Distinction from industrial media

People gain information, education, news, etc., by electronic media and print media. Social media are distinct from industrial or traditional media, such as newspapers, television, and film. They are relatively inexpensive and accessible to enable anyone (even private individuals) to publish or access information, compared to industrial media, which generally require significant resources to publish information.
One characteristic shared by both social media and industrial media is the capability to reach small or large audiences; for example, either a blog post or a television show may reach zero people or millions of people. The properties that help describe the differences between social media and industrial media depend on the study. Some of these properties are:
1. Reach - both industrial and social media technologies provide scale and enable anyone to reach a global audience.
2. Accessibility - the means of production for industrial media are typically owned privately or by government; social media tools are generally available to anyone at little or no cost.
3. Usability - industrial media production typically requires specialized skills and training. Most social media does not, or in some cases reinvent skills, so anyone can operate the means of production.
4. Recency - the time lag between communications produced by industrial media can be long (days, weeks, or even months) compared to social media (which can be capable of virtually instantaneous responses; only the participants determine any delay in response). As industrial media are currently adopting social media tools, this feature may well not be distinctive anymore in some time.
5. Permanence - industrial media, once created, cannot be altered (once a magazine article is printed and distributed changes cannot be made to that same article) whereas social media can be altered almost instantaneously by comments or editing.
Community media constitute an interesting hybrid of industrial and social media. Though community-owned, some community radios, TV and newspapers are run by professionals and some by amateurs. They use both social and industrial media frameworks.
In his 2006 book, The Wealth of Networks: How Social Production Transforms Markets and Freedom, Yochai Benkler analyzed many of these distinctions and their implications in terms of both economics and political liberty. However, Benkler, like many academics, uses the neologism network economy or "network information economy" to describe the underlying economic, social, and technological characteristics of what has come to be known as "social media".

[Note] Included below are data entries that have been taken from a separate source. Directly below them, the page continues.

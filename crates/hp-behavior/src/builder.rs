//! The `ScheduleBuilder` trait and the per-kind dispatch table.

use hp_schedule::{Schedule, ScheduleKind};

use crate::{
    BehaviorResult, BuildContext, EmployedAdultBuilder, Household, OlderSchoolChildBuilder, Plan,
    UnemployedAdultBuilder, YoungChildBuilder, YoungSchoolChildBuilder,
};

/// Builds one person's week.
///
/// Implementations run to completion without suspending and must return a
/// schedule that covers the whole week: strictly increasing end times, the
/// last one at `WEEK_LENGTH`.  Failed searches are never errors; a builder
/// falls back to a place it already knows.  Errors are reserved for broken
/// inputs such as unknown buildings or a dependent without a caregiver.
///
/// # Example
///
/// ```rust,ignore
/// let builder = builder_for(plan.kind());
/// let schedule = builder.build(plan, &household, &mut ctx)?;
/// schedule.validate()?;
/// ```
pub trait ScheduleBuilder: Send + Sync {
    fn build(
        &self,
        plan:      Plan,
        household: &Household<'_>,
        ctx:       &mut BuildContext<'_>,
    ) -> BehaviorResult<Schedule>;
}

/// The builder responsible for `kind`.
pub fn builder_for(kind: ScheduleKind) -> &'static dyn ScheduleBuilder {
    match kind {
        ScheduleKind::YoungChild       => &YoungChildBuilder,
        ScheduleKind::YoungSchoolChild => &YoungSchoolChildBuilder,
        ScheduleKind::OlderSchoolChild => &OlderSchoolChildBuilder,
        ScheduleKind::EmployedAdult    => &EmployedAdultBuilder,
        ScheduleKind::UnemployedAdult  => &UnemployedAdultBuilder,
    }
}
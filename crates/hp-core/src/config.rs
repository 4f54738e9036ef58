//! Run configuration.
//!
//! `SimulationConfig` replaces the process-wide option map of older
//! generators: it is built once (from defaults or a JSON file) and passed by
//! reference into the generator.  Every field has a default, so a JSON file
//! only needs to list what it overrides:
//!
//! ```json
//! { "seed": 7, "transport": { "rates": { "public": 2, "private": 4, "walk": 1 } } }
//! ```

use std::fs::File;
use std::io::{BufReader, Read};
use std::path::Path;

use serde::{Deserialize, Serialize};

use crate::{CoreError, CoreResult};

// ── Activity probabilities ────────────────────────────────────────────────────

/// Relative weights of the three free-choice activities.
#[derive(Copy, Clone, Debug, PartialEq, Serialize, Deserialize)]
pub struct ActivityWeights {
    pub home: f64,
    pub job:  f64,
    pub out:  f64,
}

impl ActivityWeights {
    pub const fn new(home: f64, job: f64, out: f64) -> Self {
        Self { home, job, out }
    }

    /// Weights in draw order `[home, job, out]`.
    #[inline]
    pub fn as_array(&self) -> [f64; 3] {
        [self.home, self.job, self.out]
    }

    fn validate(&self, what: &str) -> CoreResult<()> {
        validate_weights(&self.as_array(), what)
    }
}

/// Free-choice weights per role and day type.
#[derive(Clone, Debug, PartialEq, Serialize, Deserialize)]
#[serde(default)]
pub struct ActivityProbabilities {
    pub older_school_day:     ActivityWeights,
    pub older_school_weekend: ActivityWeights,
    /// Employed adult with job quota left for the day.
    pub adult_work:           ActivityWeights,
    /// Employed adult whose quota for the day is used up.
    pub adult_no_work:        ActivityWeights,
    pub adult_unemployed:     ActivityWeights,
}

impl Default for ActivityProbabilities {
    fn default() -> Self {
        Self {
            older_school_day:     ActivityWeights::new(0.8, 0.0, 0.2),
            older_school_weekend: ActivityWeights::new(0.8, 0.0, 0.2),
            adult_work:           ActivityWeights::new(0.05, 0.90, 0.05),
            adult_no_work:        ActivityWeights::new(0.5, 0.0, 0.5),
            adult_unemployed:     ActivityWeights::new(0.5, 0.0, 0.5),
        }
    }
}

// ── Transport ─────────────────────────────────────────────────────────────────

/// Per-mode values in `[public, private, walk]` order.
#[derive(Copy, Clone, Debug, PartialEq, Serialize, Deserialize)]
pub struct ModeTable<T> {
    pub public:  T,
    pub private: T,
    pub walk:    T,
}

/// Parameters of the transportation model.
#[derive(Clone, Debug, PartialEq, Serialize, Deserialize)]
#[serde(default)]
pub struct TransportConfig {
    /// Relative weights of choosing each mode before feasibility checks.
    pub probabilities: ModeTable<f64>,
    /// Grid cells covered per time unit.
    pub rates:         ModeTable<u32>,
    /// Beyond this Chebyshev distance public transport is unavailable.
    pub public_radius: u32,
    /// Beyond this Chebyshev distance walking is unavailable.
    pub walk_radius:   u32,
}

impl Default for TransportConfig {
    fn default() -> Self {
        Self {
            probabilities: ModeTable { public: 0.2, private: 0.7, walk: 0.1 },
            rates:         ModeTable { public: 2, private: 3, walk: 1 },
            public_radius: 30,
            walk_radius:   3,
        }
    }
}

// ── Radius limits ─────────────────────────────────────────────────────────────

/// Maximum search radius (in cells) per person category.  `None` means the
/// search may cover the whole grid.
#[derive(Clone, Debug, PartialEq, Serialize, Deserialize)]
#[serde(default)]
pub struct RadiusLimits {
    pub young_child:                 Option<u32>,
    pub young_school_child:          Option<u32>,
    pub older_school_child_under_16: Option<u32>,
    pub older_school_child_16_plus:  Option<u32>,
    pub employed_adult:              Option<u32>,
    pub unemployed_adult:            Option<u32>,
}

impl Default for RadiusLimits {
    fn default() -> Self {
        Self {
            young_child:                 Some(10),
            young_school_child:          Some(20),
            older_school_child_under_16: Some(30),
            older_school_child_16_plus:  Some(40),
            employed_adult:              None,
            unemployed_adult:            Some(20),
        }
    }
}

// ── SimulationConfig ──────────────────────────────────────────────────────────

/// Top-level configuration of one generation run.
#[derive(Clone, Debug, PartialEq, Serialize, Deserialize)]
#[serde(default)]
pub struct SimulationConfig {
    /// Master RNG seed.  The same seed always produces identical schedules.
    pub seed: u64,

    /// Log progress every N families.  0 disables progress lines.
    pub progress_interval: usize,

    pub transport:     TransportConfig,
    pub radius_limits: RadiusLimits,
    pub activity:      ActivityProbabilities,
}

impl Default for SimulationConfig {
    fn default() -> Self {
        Self {
            seed:              42,
            progress_interval: 10_000,
            transport:         TransportConfig::default(),
            radius_limits:     RadiusLimits::default(),
            activity:          ActivityProbabilities::default(),
        }
    }
}

impl SimulationConfig {
    /// Parse a JSON document and validate it.
    pub fn from_json_reader<R: Read>(reader: R) -> CoreResult<Self> {
        let config: SimulationConfig = serde_json::from_reader(reader)?;
        config.validate()?;
        Ok(config)
    }

    /// Like [`from_json_reader`][Self::from_json_reader] but opens `path`.
    pub fn from_json_path(path: &Path) -> CoreResult<Self> {
        let file = File::open(path)?;
        Self::from_json_reader(BufReader::new(file))
    }

    /// Reject values that would make a draw or a travel-time division
    /// meaningless.
    pub fn validate(&self) -> CoreResult<()> {
        let t = &self.transport;
        validate_weights(&[t.probabilities.public, t.probabilities.private, t.probabilities.walk], "transport probabilities")?;
        if t.rates.public == 0 || t.rates.private == 0 || t.rates.walk == 0 {
            return Err(CoreError::Config("transport rates must be positive".into()));
        }

        let a = &self.activity;
        a.older_school_day.validate("older_school_day")?;
        a.older_school_weekend.validate("older_school_weekend")?;
        a.adult_work.validate("adult_work")?;
        a.adult_no_work.validate("adult_no_work")?;
        a.adult_unemployed.validate("adult_unemployed")?;
        Ok(())
    }
}

fn validate_weights(weights: &[f64], what: &str) -> CoreResult<()> {
    if weights.iter().any(|w| !w.is_finite() || *w < 0.0) {
        return Err(CoreError::Config(format!("{what}: weights must be finite and non-negative")));
    }
    if weights.iter().all(|w| *w == 0.0) {
        return Err(CoreError::Config(format!("{what}: at least one weight must be positive")));
    }
    Ok(())
}
//! Fluent builder for constructing a [`ScheduleGenerator`].

use hp_core::{BuildingId, FamilyId, SimRng, SimulationConfig};
use hp_mobility::TransportModel;
use hp_spatial::{BuildingKind, SpatialIndex};

use crate::{Population, ScheduleGenerator, SimError, SimResult};

/// Fluent builder for [`ScheduleGenerator`].
///
/// # Required inputs
///
/// - [`SimulationConfig`]: seed, transport model, radius limits, activity weights
/// - [`SpatialIndex`]: the grid with every building and its capacities
///
/// # Optional inputs (have defaults)
///
/// | Method             | Default              |
/// |--------------------|----------------------|
/// | `.population(p)`   | `Population::new()`  |
///
/// `build` checks every precondition of generation up front: the config is
/// valid, each family's home is a home building, a pre-assigned daycare is
/// a daycare, and a family with dependent children has an adult.  Nothing
/// that passes these checks can fail mid-run except through a bug.
///
/// # Example
///
/// ```rust,ignore
/// let mut generator = GeneratorBuilder::new(config, index)
///     .population(population)
///     .build()?;
/// generator.run(&mut NoopObserver)?;
/// ```
pub struct GeneratorBuilder {
    config:     SimulationConfig,
    index:      SpatialIndex,
    population: Option<Population>,
}

impl GeneratorBuilder {
    pub fn new(config: SimulationConfig, index: SpatialIndex) -> Self {
        Self { config, index, population: None }
    }

    pub fn population(mut self, population: Population) -> Self {
        self.population = Some(population);
        self
    }

    /// Validate inputs and return a generator positioned at the first family.
    pub fn build(self) -> SimResult<ScheduleGenerator> {
        self.config.validate()?;
        let population = self.population.unwrap_or_default();

        // ── Validate families ─────────────────────────────────────────────
        for family in population.families() {
            if !family.home.is_valid() {
                return Err(SimError::MissingHome { family: family.id });
            }
            let home = self.index.building(family.home)?;
            if !matches!(home.kind, BuildingKind::Home) {
                return Err(SimError::NotAHome { family: family.id, building: family.home });
            }
            if let Some(daycare) = family.daycare {
                check_daycare(&self.index, family.id, daycare)?;
            }
            if family.has_dependents() && family.caregiver().is_none() {
                return Err(SimError::NoCaregiver { family: family.id });
            }
        }

        Ok(ScheduleGenerator {
            transport:   TransportModel::new(&self.config.transport),
            rng:         SimRng::new(self.config.seed),
            config:      self.config,
            index:       self.index,
            population,
            next_family: 0,
        })
    }
}

fn check_daycare(index: &SpatialIndex, family: FamilyId, daycare: BuildingId) -> SimResult<()> {
    if index.building(daycare)?.is_daycare() {
        Ok(())
    } else {
        Err(SimError::NotADaycare { family, building: daycare })
    }
}
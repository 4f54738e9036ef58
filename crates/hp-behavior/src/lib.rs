//! `hp-behavior` — per-person weekly schedule builders.
//!
//! # Crate layout
//!
//! | Module                 | Contents                                                       |
//! |------------------------|----------------------------------------------------------------|
//! | [`builder`]            | `ScheduleBuilder` trait, `builder_for(kind)` dispatch          |
//! | [`context`]            | `BuildContext`, `Household`, `CareDuties`, `Plan`              |
//! | [`itinerary`]          | `Itinerary` — clock, location and rest counters of one week    |
//! | [`activity`]           | free-choice draw, home/out/rest helpers, school escort         |
//! | [`school`]             | `Timetable`, `SchoolTimes` bell list                           |
//! | [`young_child`]        | under five: mirror caregiver or wait in daycare                |
//! | [`young_school_child`] | five to thirteen: school hours, caregiver otherwise            |
//! | [`older_school_child`] | fourteen to seventeen: school plus free time                   |
//! | [`employed_adult`]     | job budget, daycare drop-off, school runs                      |
//! | [`unemployed_adult`]   | free time plus school runs                                     |
//! | [`error`]              | `BehaviorError`, `BehaviorResult<T>`                           |
//!
//! # Design notes
//!
//! Builders for independent people drive an [`Itinerary`] through seven day
//! loops.  The loops are built from helpers that each advance the clock by at
//! least one unit, so a week always terminates, and the itinerary closes the
//! last stay at `WEEK_LENGTH`, so every schedule covers the week.
//!
//! Dependent builders never draw random numbers: they derive the child's
//! week from the caregiver's finished schedule.

pub mod activity;
pub mod builder;
pub mod context;
pub mod employed_adult;
pub mod error;
pub mod itinerary;
pub mod older_school_child;
pub mod school;
pub mod unemployed_adult;
pub mod young_child;
pub mod young_school_child;


pub use activity::{Activity, Outcome, Outing};
pub use builder::{ScheduleBuilder, builder_for};
pub use context::{BuildContext, CareDuties, Household, Plan, SchoolDuty, radius_for};
pub use employed_adult::EmployedAdultBuilder;
pub use error::{BehaviorError, BehaviorResult};
pub use itinerary::{Deadline, Itinerary, REST_THRESHOLD};
pub use older_school_child::OlderSchoolChildBuilder;
pub use school::{Bell, SchoolEvent, SchoolTimes, Timetable};
pub use unemployed_adult::UnemployedAdultBuilder;
pub use young_child::YoungChildBuilder;
pub use young_school_child::YoungSchoolChildBuilder;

Andrew Keen criticizes social media in his book The Cult of the Amateur, writing, "Out of this anarchy, it suddenly became clear that what was governing the infinite monkeys now inputting away on the Internet was the law of digital Darwinism, the survival of the loudest and most opinionated. Under these rules, the only way to intellectually prevail is by infinite filibustering."
There are various statistics that account for social media usage and effectiveness for individuals worldwide. Some of the most recent statistics are as follows:
· Social networking now accounts for 11% of all time spent online in the US.
· A total of 234 million people age 13 and older in the U.S. used mobile devices in December 2009.
· Twitter processed more than one billion tweets in December 2009 and averages almost 40 million tweets per day.
· Over 25% of U.S. internet page views occurred at one of the top social networking sites in December 2009, up from 13.8% a year before.